Here are two additional questions that I find helpful:
1. Is it likely that no one else is going to [tell Andrea she has spinach in her teeth]?
2. Will the information sit better / easier coming from me than from someone else?
(Rats, I wanted to work in an example of telling Charlie his fly was undone, but I just couldn’t manage it.)
Notice that these questions work for me because I’m trying to justify positive action; for those who may seize an opportunity to talk themselves out of taking action, it’s easy to manipulate the answers here and these questions are better left skipped.
Thank you again for the great post. (And your teeth are just fine.) 🙂
This really got me to thinking; so thanks, Andrea
If two of your examples were reversed, is it a “no-brainer” that folks would speak up: (1) – Imagine you’ve discovered a mistake in your work. The impact is significant. Does it help or hurt the customer relationship to call attention to it? (2) Or…you’ve discovered a mistake in your client’s work. The impact is minor . So is the likelihood of embarrassment for them. Are you honoring or dishonoring the relationship by saying nothing?
Great questions. I’d also add the notion of integrity here (perhaps that’s “understood” as a “given, here). That is, doing the right thing. Can one be in integrity by not speaking up/out? This one gives me pause. I suppose it depends.
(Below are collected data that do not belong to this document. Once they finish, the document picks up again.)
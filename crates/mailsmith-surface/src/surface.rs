//! The editing surface
//!
//! This module implements the headless editing-surface engine: the
//! component tree, its two style channels, selection, structural
//! mutation, history, and export. The host never walks the tree
//! directly; it goes through the capability API here and holds only
//! node ids and derived snapshots.

use indextree::{Arena, Node, NodeId};
use std::collections::HashMap;
use tracing::debug;

use crate::error::{Error, Result};
use crate::events::SurfaceEvent;
use crate::markup;
use crate::node::{NodeData, StyleMap};
use crate::stylesheet::{default_value, is_inherited, Stylesheet};

/// Configuration for an editing surface
#[derive(Debug, Clone)]
pub struct SurfaceConfig {
    /// Maximum number of history snapshots retained
    pub history_limit: usize,
}

impl Default for SurfaceConfig {
    fn default() -> Self {
        Self { history_limit: 50 }
    }
}

impl SurfaceConfig {
    /// Create a config with defaults
    #[must_use]
    pub fn new() -> Self {
        Self::default()
    }

    /// Configure the history snapshot limit
    #[must_use]
    pub fn with_history_limit(mut self, limit: usize) -> Self {
        self.history_limit = limit;
        self
    }
}

/// One history snapshot: body-inner markup plus stylesheet text
#[derive(Debug, Clone)]
struct Snapshot {
    markup: String,
    css: String,
}

/// The headless editing surface
///
/// Owns the component tree as an externally-opaque mutable graph.
/// Each element carries two style channels: the *declared record*
/// (styles set through [`set_style`], the surface's authoritative
/// view) and the raw `style` attribute (populated by markup import
/// and only rewritten when a declared edit lands on the node).
///
/// [`set_style`]: EditingSurface::set_style
pub struct EditingSurface {
    arena: Arena<NodeData>,
    root: NodeId,
    selection: Option<NodeId>,
    declared: HashMap<NodeId, StyleMap>,
    stylesheet: Stylesheet,
    events: Vec<SurfaceEvent>,
    undo_stack: Vec<Snapshot>,
    redo_stack: Vec<Snapshot>,
    config: SurfaceConfig,
}
//! Markup import and export
//!
//! Import parses an HTML fragment with html5ever and walks the
//! resulting RcDom into arena nodes; export is the inverse recursive
//! serializer. Comments and doctypes are dropped on import, as is
//! whitespace-only text between tags.

use html5ever::tendril::TendrilSink as _;
use html5ever::tree_builder::TreeBuilderOpts;
use html5ever::{parse_document, ParseOpts};
use indextree::{Arena, NodeId};
use markup5ever_rcdom::{Handle, NodeData as RcNodeData, RcDom};

use crate::error::{Error, Result};
use crate::node::{NodeData, NodeKind};

/// Tags serialized without a closing tag
const VOID_ELEMENTS: &[&str] = &[
    "area", "base", "br", "col", "embed", "hr", "img", "input", "link", "meta", "source", "track",
    "wbr",
];

/// Parse an HTML fragment into unattached arena subtrees
///
/// Returns the ids of the fragment's top-level nodes in document
/// order; the caller decides where to attach them.
///
/// # Errors
/// Returns an error if the markup cannot be read by the parser.
pub fn parse_fragment(arena: &mut Arena<NodeData>, markup: &str) -> Result<Vec<NodeId>> {
    let opts = ParseOpts {
        tree_builder: TreeBuilderOpts {
            exact_errors: false,
            scripting_enabled: false,
            ..TreeBuilderOpts::default()
        },
        ..ParseOpts::default()
    };

    let dom = parse_document(RcDom::default(), opts)
        .from_utf8()
        .read_from(&mut markup.as_bytes())?;

    let body = find_body(&dom.document)
        .ok_or_else(|| Error::markup_parse("parser produced no body element"))?;

    let mut roots = Vec::new();
    for child in body.children.borrow().iter() {
        if let Some(id) = convert(child, arena) {
            roots.push(id);
        }
    }
    Ok(roots)
}

/// Locate the body element the parser always synthesizes
fn find_body(document: &Handle) -> Option<Handle> {
    for child in document.children.borrow().iter() {
        if let RcNodeData::Element { name, .. } = &child.data {
            if name.local.as_ref() == "html" {
                for inner in child.children.borrow().iter() {
                    if let RcNodeData::Element { name, .. } = &inner.data {
                        if name.local.as_ref() == "body" {
                            return Some(inner.clone());
                        }
                    }
                }
            }
        }
    }
    None
}

/// Convert one RcDom node (and its subtree) into the arena
fn convert(handle: &Handle, arena: &mut Arena<NodeData>) -> Option<NodeId> {
    match &handle.data {
        RcNodeData::Element { name, attrs, .. } => {
            let tag = name.local.to_string();
            let attributes: Vec<(String, String)> = attrs
                .borrow()
                .iter()
                .map(|attr| (attr.name.local.to_string(), attr.value.to_string()))
                .collect();

            let id = arena.new_node(NodeData::element(tag).with_attributes(attributes));
            for child in handle.children.borrow().iter() {
                if let Some(child_id) = convert(child, arena) {
                    id.append(child_id, arena);
                }
            }
            Some(id)
        }
        RcNodeData::Text { contents } => {
            let text = contents.borrow().to_string();
            if text.trim().is_empty() {
                None
            } else {
                Some(arena.new_node(NodeData::text(text)))
            }
        }
        // Comments, doctypes, processing instructions
        _ => None,
    }
}

/// Serialize a node and its subtree to markup
#[must_use]
pub fn serialize(arena: &Arena<NodeData>, id: NodeId) -> String {
    let mut out = String::new();
    write_node(arena, id, &mut out);
    out
}

/// Serialize only the children of a node, in order
#[must_use]
pub fn serialize_children(arena: &Arena<NodeData>, id: NodeId) -> String {
    let mut out = String::new();
    for child in id.children(arena) {
        write_node(arena, child, &mut out);
    }
    out
}

fn write_node(arena: &Arena<NodeData>, id: NodeId, out: &mut String) {
    let Some(node) = arena.get(id) else {
        return;
    };
    let data = node.get();

    match data.kind {
        NodeKind::Text => out.push_str(&escape_text(&data.text)),
        NodeKind::Element => {
            out.push('<');
            out.push_str(&data.tag);
            for (name, value) in &data.attributes {
                out.push(' ');
                out.push_str(name);
                out.push_str("=\"");
                out.push_str(&escape_attribute(value));
                out.push('"');
            }
            if VOID_ELEMENTS.contains(&data.tag.as_str()) {
                out.push_str("/>");
                return;
            }
            out.push('>');
            for child in id.children(arena) {
                write_node(arena, child, out);
            }
            out.push_str("</");
            out.push_str(&data.tag);
            out.push('>');
        }
    }
}

/// Escape text content
fn escape_text(s: &str) -> String {
    s.replace('&', "&amp;")
        .replace('<', "&lt;")
        .replace('>', "&gt;")
}

/// Escape an attribute value
fn escape_attribute(s: &str) -> String {
    s.replace('&', "&amp;").replace('"', "&quot;")
}

#[cfg(test)]
mod tests {
    use super::*;

    #[test]
    fn test_parse_single_element() {
        let mut arena = Arena::new();
        let roots = parse_fragment(&mut arena, "<p style=\"color:red\">Hello</p>").unwrap();
        assert_eq!(roots.len(), 1);

        let data = arena[roots[0]].get();
        assert_eq!(data.tag, "p");
        assert_eq!(data.attribute("style"), Some("color:red"));

        let child = roots[0].children(&arena).next().unwrap();
        assert_eq!(arena[child].get().text, "Hello");
    }

    #[test]
    fn test_parse_multiple_top_level_nodes() {
        let mut arena = Arena::new();
        let roots = parse_fragment(&mut arena, "<h1>A</h1><p>B</p>").unwrap();
        assert_eq!(roots.len(), 2);
        assert_eq!(arena[roots[0]].get().tag, "h1");
        assert_eq!(arena[roots[1]].get().tag, "p");
    }

    #[test]
    fn test_parse_drops_comments_and_blank_text() {
        let mut arena = Arena::new();
        let roots = parse_fragment(&mut arena, "<!-- note -->\n  <div>x</div>\n").unwrap();
        assert_eq!(roots.len(), 1);
        assert_eq!(arena[roots[0]].get().tag, "div");
    }

    #[test]
    fn test_serialize_round_trip() {
        let mut arena = Arena::new();
        let markup = "<div style=\"padding-top:10px\"><p>Hi</p><img src=\"a.png\" alt=\"a\"/></div>";
        let roots = parse_fragment(&mut arena, markup).unwrap();
        assert_eq!(serialize(&arena, roots[0]), markup);
    }

    #[test]
    fn test_serialize_escapes_text_and_attributes() {
        let mut arena = Arena::new();
        let root = arena.new_node(NodeData::element("p").with_attributes(vec![(
            "title".to_string(),
            "a \"b\"".to_string(),
        )]));
        let text = arena.new_node(NodeData::text("1 < 2 & 3"));
        root.append(text, &mut arena);

        let out = serialize(&arena, root);
        assert_eq!(out, "<p title=\"a &quot;b&quot;\">1 &lt; 2 &amp; 3</p>");
    }

    #[test]
    fn test_serialize_children_only() {
        let mut arena = Arena::new();
        let roots = parse_fragment(&mut arena, "<div><p>A</p><p>B</p></div>").unwrap();
        assert_eq!(serialize_children(&arena, roots[0]), "<p>A</p><p>B</p>");
    }

    #[test]
    fn test_nested_structure_preserved() {
        let mut arena = Arena::new();
        let markup = "<table><tbody><tr><td>Cell</td></tr></tbody></table>";
        let roots = parse_fragment(&mut arena, markup).unwrap();
        assert_eq!(serialize(&arena, roots[0]), markup);
    }
}
use serde::Deserialize;
use serde::Serialize;
use std::fmt::Display;
use std::fmt::Formatter;
use std::fmt::Result;

/// Game lifecycle. Won, Drawn and Abandoned are sinks; a reset swaps
/// the whole Game out rather than transitioning backwards.
#[derive(Debug, Clone, Copy, PartialEq, Eq, Serialize, Deserialize)]
#[serde(rename_all = "lowercase")]
pub enum Status {
    Waiting,
    Playing,
    Won,
    Drawn,
    Abandoned,
}

impl Status {
    pub fn is_active(&self) -> bool {
        matches!(self, Status::Playing)
    }

    pub fn is_terminal(&self) -> bool {
        matches!(self, Status::Won | Status::Drawn | Status::Abandoned)
    }
}

impl Display for Status {
    fn fmt(&self, f: &mut Formatter) -> Result {
        match self {
            Status::Waiting => write!(f, "waiting"),
            Status::Playing => write!(f, "playing"),
            Status::Won => write!(f, "won"),
            Status::Drawn => write!(f, "drawn"),
            Status::Abandoned => write!(f, "abandoned"),
        }
    }
}
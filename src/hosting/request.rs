use serde::Deserialize;

#[derive(Debug, Default, Deserialize)]
#[serde(rename_all = "camelCase")]
pub struct QuickStartBody {
    pub player_symbol: Option<String>,
}

#[derive(Debug, Deserialize)]
#[serde(rename_all = "camelCase")]
pub struct MoveBody {
    pub row: i32,
    pub col: i32,
    pub player_id: String,
}

#[derive(Debug, Deserialize)]
#[serde(rename_all = "camelCase")]
pub struct LeaveBody {
    pub player_id: String,
}

#[derive(Debug, Deserialize)]
#[serde(rename_all = "camelCase")]
pub struct StateQuery {
    pub player_id: Option<String>,
}

#[derive(Debug, Deserialize)]
#[serde(rename_all = "camelCase")]
pub struct JoinQuery {
    pub player_id: String,
    #[allow(dead_code)]
    pub game_id: Option<String>,
}
use rand::Rng;

/// Short room code: three uppercase letters then three digits. Callers
/// regenerate on collision against the live registry.
pub fn room_code() -> String {
    let mut rng = rand::rng();
    let mut code = String::with_capacity(6);
    for _ in 0..3 {
        code.push(rng.random_range(b'A'..=b'Z') as char);
    }
    for _ in 0..3 {
        code.push(char::from_digit(rng.random_range(0..10), 10).expect("digit"));
    }
    code
}

pub fn game_id() -> String {
    format!("g-{}-{:08x}", crate::now_ms(), rand::rng().random::<u32>())
}

pub fn player_id() -> String {
    format!("p-{:012x}", rand::rng().random::<u64>() & 0xffff_ffff_ffff)
}

pub fn socket_id() -> String {
    format!("s-{:012x}", rand::rng().random::<u64>() & 0xffff_ffff_ffff)
}
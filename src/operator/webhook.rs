use super::OperatorBus;
use super::OperatorEvent;
use super::signature;
use crate::error::ApiError;
use actix_web::HttpRequest;
use actix_web::HttpResponse;
use actix_web::web;
use serde_json::Value;
use serde_json::json;

const SIGNATURE_HEADER: &str = "x-square-hmacsha256-signature";

/// `POST /webhooks/square`. Test payloads skip the signature; anything
/// else must carry a valid HMAC over the notification url plus the raw
/// body. Verified batches become operator events.
pub async fn ingest(
    bus: web::Data<OperatorBus>,
    body: web::Bytes,
    req: HttpRequest,
) -> Result<HttpResponse, ApiError> {
    let payload: Value = serde_json::from_slice(&body)
        .map_err(|e| ApiError::BadRequest(format!("unparseable webhook body: {}", e)))?;
    let kind = payload["type"].as_str().unwrap_or_default().to_string();

    if kind != "test" {
        let key = bus
            .key()
            .ok_or_else(|| ApiError::Forbidden("webhook signature key not configured".into()))?;
        let signature = req
            .headers()
            .get(SIGNATURE_HEADER)
            .and_then(|value| value.to_str().ok())
            .ok_or_else(|| ApiError::Forbidden("missing webhook signature".into()))?;
        let info = req.connection_info();
        let url = format!("{}://{}{}", info.scheme(), info.host(), req.uri());
        if !signature::verify(key, &url, &body, signature) {
            log::warn!("webhook signature mismatch for {}", url);
            return Err(ApiError::Forbidden("webhook signature mismatch".into()));
        }
    }

    match event(&kind, &payload) {
        Some(event) => {
            log::info!("webhook {} fanned out to operators", kind);
            bus.broadcast(&event).await;
        }
        None => log::info!("webhook type {} ignored", kind),
    }
    Ok(HttpResponse::Ok().json(json!({
        "success": true,
        "data": { "received": true },
        "timestamp": crate::now_ms(),
    })))
}

/// Shape the notification into the operator vocabulary. Orders map to
/// their own types; unknown types are acknowledged but not rebroadcast.
fn event(kind: &str, payload: &Value) -> Option<OperatorEvent> {
    let summary = summarize(payload);
    match kind {
        "test" => Some(OperatorEvent::TestEvent(summary)),
        "order.created" => Some(OperatorEvent::NewOrder(summary)),
        "order.updated" | "order.fulfillment.updated" => {
            Some(OperatorEvent::OrderUpdated(summary))
        }
        _ => None,
    }
}

fn summarize(payload: &Value) -> Value {
    json!({
        "eventId": payload["event_id"],
        "merchantId": payload["merchant_id"],
        "createdAt": payload["created_at"],
        "object": payload["data"]["object"],
    })
}

#[cfg(test)]
mod tests {
    use super::*;

    #[test]
    fn orders_and_tests_map_to_their_event_types() {
        let payload = json!({
            "event_id": "e-1",
            "merchant_id": "m-1",
            "type": "order.created",
            "data": { "object": { "order_id": "o-1" } },
        });
        let event = event("order.created", &payload).expect("mapped");
        assert_eq!(event.kind(), "new-order");
        let raw: Value =
            serde_json::from_str(&event.envelope()).expect("json");
        assert_eq!(raw["data"]["eventId"], "e-1");
        assert_eq!(raw["data"]["object"]["order_id"], "o-1");

        assert_eq!(
            event_kind_of(json!({ "type": "test", "data": {} })),
            Some("test-event")
        );
        assert_eq!(
            event_kind_of(json!({ "type": "order.updated" })),
            Some("order-updated")
        );
        assert_eq!(event_kind_of(json!({ "type": "customer.created" })), None);
    }

    fn event_kind_of(payload: Value) -> Option<&'static str> {
        let kind = payload["type"].as_str().unwrap_or_default().to_string();
        event(&kind, &payload).map(|e| e.kind())
    }
}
As for the “spinach in her teeth” scenario, I’ve been reflecting after reading this and in my case, I’ve seldom had any angst about bringing up such items, BUT, I’ve always, first, asked permission, (May I mention something to you?” or the like) and, second, spoke in private, or very sotto voce (spinach, open fly, zipper, unbuttoned shirt collar, static electricity issues…). For some reason, I’ve never had a problem doing this. And, I can’t think of anyone who pushed back when I did. Maybe they’re were being gracious and hated me for calling their attention to afterwords but I always had the “felt sense ( Chip’s “energy” element) it was OK; and, too, I always would ask myself this thought with the “spinach”-type thing – “would they like to go through the rest of their day with this?” Maybe I was judge and jury but as I said, it always felt OK and from what I gather folks seemed to be more appreciative (and sometimes embarrassed) than angry of resentful.
Related to your #1 question, a flavor of it: “Am I taking care of him/her/them” by not speaking up?” That’s a childhood thing that many folks bring to adulthood. Talking care of “mommy” or “daddy” so I’ll be a good boy or girl in either their eyes and/or my own eyes. So’ I’ll be quiet. It’s a kind of “narcissistic goody” that allows people to be “liked.”
I love your question #3. So many folks talk about “friendship” at work, being connected with colleagues, and the like, but when “friendship push comes to shove,” they back off. Even some partners and spouses do this.
Chip’s words of wisdom ring so true. Our body is our best barometer of where we are, what we’re feeling, what the “truth” is. Discomfort means something’s going on “in me.” When I feel this physical-somatic discomfort it’s a good sign that I need to check in with myself and see what’s up, not deny, suppress or repress it..
Your “in theory and practice” ending is excellent and for me it spells “integrity.”
Thanks so much for this, Andrea. I think it’s GREAT!
Shaula:
This post reminds me of a great line I read once some years ago, about the difference between a civilian and a cop or firefighter. If we see someone acting crazy we avert our eyes and move to the other side of the street.
The police officer or firefighter says:”Oh goody, Santa got my letter.” A bias toward action. I would hope we can all move a little more from bystander into action.